Egypt's banks offer unprecedented saving schemes as pound plunges to record low
Two of Egypt's largest state-run banks issued saving certificates with unprecedentedly high interest rates on Wednesday, as the country's currency plunged to a record low and national monetary authorities continued to wrestle runaway inflation while trying to create demand for the Egyptian pound.
The National Bank of Egypt and Banque Misr issued saving certificates - federally insured savings accounts with a fixed dividend rate and a fixed date of maturity - with an annual interest rate of 25 percent and a monthly interest rate of 22.5 percent on Wednesday, the highest in Egyptian banking history.
'I will certainly buy the new certificate because its yield is really tempting'
- Osama Abbas, Egyptian accountant
The new certificates came after the Egyptian pound dropped six percent to 26.4 on the US dollar, the biggest fall since the Central Bank of Egypt (CBE) devalued the currency in October in an effort to clinch a loan deal with the International Monetary Fund (IMF).
The CBE is striving to convince people to trade dollars for the Egyptian pound, which has lost much of its value since Russia invaded Ukraine. Inflation is now running at 21 percent.
“The new certificates will hopefully convince ordinary people to sell their dollars to get the pounds necessary for the purchase of the new certificates,” Mohamed Abdel Hamid, a member of the Egyptian parliament’s economic affairs committee, told Middle East Eye.
New MEE newsletter: Jerusalem Dispatch
Sign up to get the latest insights and analysis on Israel-Palestine, alongside Turkey Unpacked and other MEE newsletters
“Some people stock up on foreign currencies as they do with food,” he said.
The impact of war
Egypt has been hit hard by the war in Ukraine.
The ongoing conflict has hurt important sectors of the economy, particularly tourism, which employs over 10 percent of the North African country’s workforce of 27 million and accounts for 20 percent of Egypt’s GDP.
With a population of over 100 million, Egypt has been paying more for the imports it depends on since the war began. This is particularly true of food, wheat and other cereals and legumes.
'We are badly in need of investments, the only way to create jobs'
- Mohamed Abdel Hamid, Egyptian MP
Apart from causing the flight of billions of dollars in foreign assets, the war has put pressure on Egypt’s foreign currency reserves and on the Egyptian pound.
With banks failing to make the dollars necessary for import operations available, importers fished around for these dollars outside the banking system in order to release a backlog of imported goods at the nations’ ports. This returned, for the first time since 2016, the foreign currency black market to centre stage.

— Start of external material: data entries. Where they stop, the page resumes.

// src/simulation/metrics.rs

//! Read-only projection of the simulation state for display surfaces.

use crate::model::state::SimulationState;
use crate::simulation::config::SimulationParams;
use crate::simulation::engine::reorder_point;
use serde::Serialize;
use std::fmt;

pub const SUPPLIER_UNIT_COST: f64 = 1.0;
pub const WAREHOUSE_UNIT_COST: f64 = 1.1;
pub const FG_UNIT_PRICE: f64 = 1.6;
pub const MARKET_UNIT_PRICE: f64 = 1.9;

/// Warehouse level the display treats as overstock.
pub const WAREHOUSE_HIGH_STOCK: f64 = 800.0;

#[derive(Debug, Clone, Copy, PartialEq, Eq, Serialize)]
#[serde(rename_all = "snake_case")]
pub enum Level {
    Good,
    Warning,
    Alert,
}

impl fmt::Display for Level {
    fn fmt(&self, f: &mut fmt::Formatter<'_>) -> fmt::Result {
        let label = match self {
            Level::Good => "good",
            Level::Warning => "warning",
            Level::Alert => "alert",
        };
        f.write_str(label)
    }
}

pub fn score_level(score: i64) -> Level {
    if score >= 0 {
        Level::Good
    } else if score >= -500 {
        Level::Warning
    } else {
        Level::Alert
    }
}

pub fn inventory_level(stock: f64, safety: Option<f64>, high: Option<f64>) -> Level {
    if stock <= 0.0 {
        return Level::Alert;
    }
    if let Some(safety) = safety {
        if stock <= (safety * 0.25).max(5.0) {
            return Level::Alert;
        }
        if stock <= safety {
            return Level::Warning;
        }
    }
    if matches!(high, Some(high) if stock >= high) {
        return Level::Warning;
    }
    Level::Good
}

/// Any backlog is at least a warning; three days of demand is an alert.
pub fn backlog_level(backlog: f64, market_demand: f64) -> Level {
    if backlog <= 0.0 {
        return Level::Good;
    }
    let alert_threshold = (market_demand.max(0.0) * 3.0).max(80.0);
    if backlog >= alert_threshold {
        Level::Alert
    } else {
        Level::Warning
    }
}

pub fn cash_flow_level(net: f64) -> Level {
    if net >= 0.0 {
        Level::Good
    } else if net >= -200.0 {
        Level::Warning
    } else {
        Level::Alert
    }
}

pub fn payable_level(payable: f64, receivable: f64) -> Level {
    if payable <= receivable * 0.75 {
        Level::Good
    } else if payable <= receivable {
        Level::Warning
    } else {
        Level::Alert
    }
}

pub fn receivable_level(receivable: f64) -> Level {
    if receivable <= 0.0 {
        Level::Warning
    } else {
        Level::Good
    }
}

#[derive(Debug, Clone, PartialEq, Serialize)]
pub struct FinancialSnapshot {
    pub accounts_payable: f64,
    pub accounts_receivable: f64,
    pub net_cash_flow: f64,
}

impl FinancialSnapshot {
    pub fn compute(state: &SimulationState, params: &SimulationParams) -> Self {
        let supplier_value = state.truck.delivery().max(0.0) * SUPPLIER_UNIT_COST;
        let warehouse_value = state.warehouse_stock.max(0.0) * WAREHOUSE_UNIT_COST;
        let finished_goods_value = state.finished_goods_stock.max(0.0) * FG_UNIT_PRICE;
        let demand_value = params.market_demand.max(0.0) * MARKET_UNIT_PRICE;

        let accounts_payable = supplier_value + warehouse_value;
        let accounts_receivable = finished_goods_value + demand_value;
        Self {
            accounts_payable,
            accounts_receivable,
            net_cash_flow: accounts_receivable - accounts_payable,
        }
    }
}

#[derive(Debug, Clone, Copy, PartialEq, Eq, Serialize)]
pub enum Alert {
    FactoryBelowSafety,
    WarehouseLow,
    WarehouseHigh,
    ProductionShutdown,
    BiasedForecastDrop,
}

impl fmt::Display for Alert {
    fn fmt(&self, f: &mut fmt::Formatter<'_>) -> fmt::Result {
        let text = match self {
            Alert::FactoryBelowSafety => "Factory below safety!",
            Alert::WarehouseLow => "Warehouse critically low!",
            Alert::WarehouseHigh => "Warehouse too high!",
            Alert::ProductionShutdown => "Production shutdown!",
            Alert::BiasedForecastDrop => "Biased forecast — factory dropping!",
        };
        f.write_str(text)
    }
}

pub fn generate_alerts(state: &SimulationState, params: &SimulationParams) -> Vec<Alert> {
    let mut alerts = Vec::new();
    if state.factory_stock < params.safety_stock {
        alerts.push(Alert::FactoryBelowSafety);
    }
    if state.warehouse_stock < params.safety_stock {
        alerts.push(Alert::WarehouseLow);
    }
    if state.warehouse_stock > WAREHOUSE_HIGH_STOCK {
        alerts.push(Alert::WarehouseHigh);
    }
    if state.production_shutdown {
        alerts.push(Alert::ProductionShutdown);
    }
    if params.scenario.is_biased()
        && !state.production_shutdown
        && state.factory_stock < params.safety_stock
    {
        alerts.push(Alert::BiasedForecastDrop);
    }
    alerts
}

/// A value together with how worried the display should be about it.
#[derive(Debug, Clone, Copy, PartialEq, Serialize)]
pub struct Gauge<T> {
    pub value: T,
    pub level: Level,
}

/// Everything a renderer shows for one interval.
#[derive(Debug, Clone, PartialEq, Serialize)]
pub struct DisplayMetrics {
    pub tick: u64,
    pub elapsed_days: f64,
    pub score: Gauge<i64>,
    pub factory_stock: Gauge<f64>,
    pub warehouse_stock: Gauge<f64>,
    pub finished_goods_stock: Gauge<f64>,
    pub backlog: Gauge<f64>,
    pub reorder_point: f64,
    pub production_plan: f64,
    pub supply_plan: f64,
    pub worker_progress: f64,
    pub truck_phase: &'static str,
    pub truck_progress: f64,
    pub truck_eta: f64,
    pub accounts_payable: Gauge<f64>,
    pub accounts_receivable: Gauge<f64>,
    pub net_cash_flow: Gauge<f64>,
    pub production_shutdown: bool,
    pub alerts: Vec<Alert>,
}

impl DisplayMetrics {
    pub fn project(state: &SimulationState, params: &SimulationParams) -> Self {
        let safety = params.safety_stock;
        let financials = FinancialSnapshot::compute(state, params);
        let reorder = reorder_point(state, params);

        Self {
            tick: state.tick,
            elapsed_days: state.elapsed_days,
            score: Gauge {
                value: state.score,
                level: score_level(state.score),
            },
            factory_stock: Gauge {
                value: state.factory_stock,
                level: inventory_level(state.factory_stock, Some(safety), None),
            },
            warehouse_stock: Gauge {
                value: state.warehouse_stock,
                level: inventory_level(
                    state.warehouse_stock,
                    Some(safety),
                    Some(WAREHOUSE_HIGH_STOCK),
                ),
            },
            finished_goods_stock: Gauge {
                value: state.finished_goods_stock,
                level: inventory_level(
                    state.finished_goods_stock,
                    Some(params.fg_safety_stock),
                    Some(params.fg_high_stock_threshold()),
                ),
            },
            backlog: Gauge {
                value: state.backlog,
                level: backlog_level(state.backlog, params.market_demand),
            },
            reorder_point: reorder,
            production_plan: state.planning.production_plan,
            supply_plan: state.planning.supply_plan,
            worker_progress: state.worker.progress,
            truck_phase: state.truck.phase_name(),
            truck_progress: state.truck.progress(),
            truck_eta: state.truck.time_remaining(),
            accounts_payable: Gauge {
                value: financials.accounts_payable,
                level: payable_level(financials.accounts_payable, financials.accounts_receivable),
            },
            accounts_receivable: Gauge {
                value: financials.accounts_receivable,
                level: receivable_level(financials.accounts_receivable),
            },
            net_cash_flow: Gauge {
                value: financials.net_cash_flow,
                level: cash_flow_level(financials.net_cash_flow),
            },
            production_shutdown: state.production_shutdown,
            alerts: generate_alerts(state, params),
        }
    }

    /// Alert lines joined the way the status badge shows them.
    pub fn alert_text(&self) -> String {
        self.alerts
            .iter()
            .map(ToString::to_string)
            .collect::<Vec<_>>()
            .join("\n")
    }
}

Parallel market traders bought the dollars from members of the public for at least ten pounds more than the banks, exacerbating black market practices and depriving the banks of the dollars needed for import operations.
This use of the parallel market also contributed to the rise of commodity prices in the local market, as most of these commodities come from outside Egypt.
Economists hope that the new saving certificates will create demand for the Egyptian pound and consequently raise the exchange rate of the pound against foreign currencies.
“A rising demand for the pound will reduce demand for US dollars and consequently eradicate the foreign currency parallel market,” Khaled al-Shafie, head of Egyptian think tank the Capital Centre for Economic Studies, told MEE.
The suffering of millions
Growing commodity prices have caused suffering to tens of millions of people and forced authorities to increase funding for the national food rationing system, in a bid to prevent a political and security backlash from the price hikes.
Egypt had a $3bn loan from the International Monetary Fund approved in December to cover its food import needs, maintain its structural reforms and prop up the pound against foreign currencies.
The CBE has also taken a series of measures to contain the effects of the war in Ukraine on the national currency, as well as the inflation rate.
These moves include a series of interest rate hikes and a set of national currency devaluations and limits to imports - including by forcing importers to present letters of credit for their imported shipments.
Some of these measures have backfired, especially after the CBE failed to make the dollars necessary for import operations available, which caused parallel market activities to flourish further.
“The banks pin their hopes on the new saving schemes to redress all these problems by reining in people's purchasing abilities, reducing demand for the dollars and creating demand for the Egyptian pound,” independent economist Abdel Nabi Abdel Mutaleb told MEE.
“I expect the banks to raise the interest rate of US dollar saving certificates in the coming period as well.”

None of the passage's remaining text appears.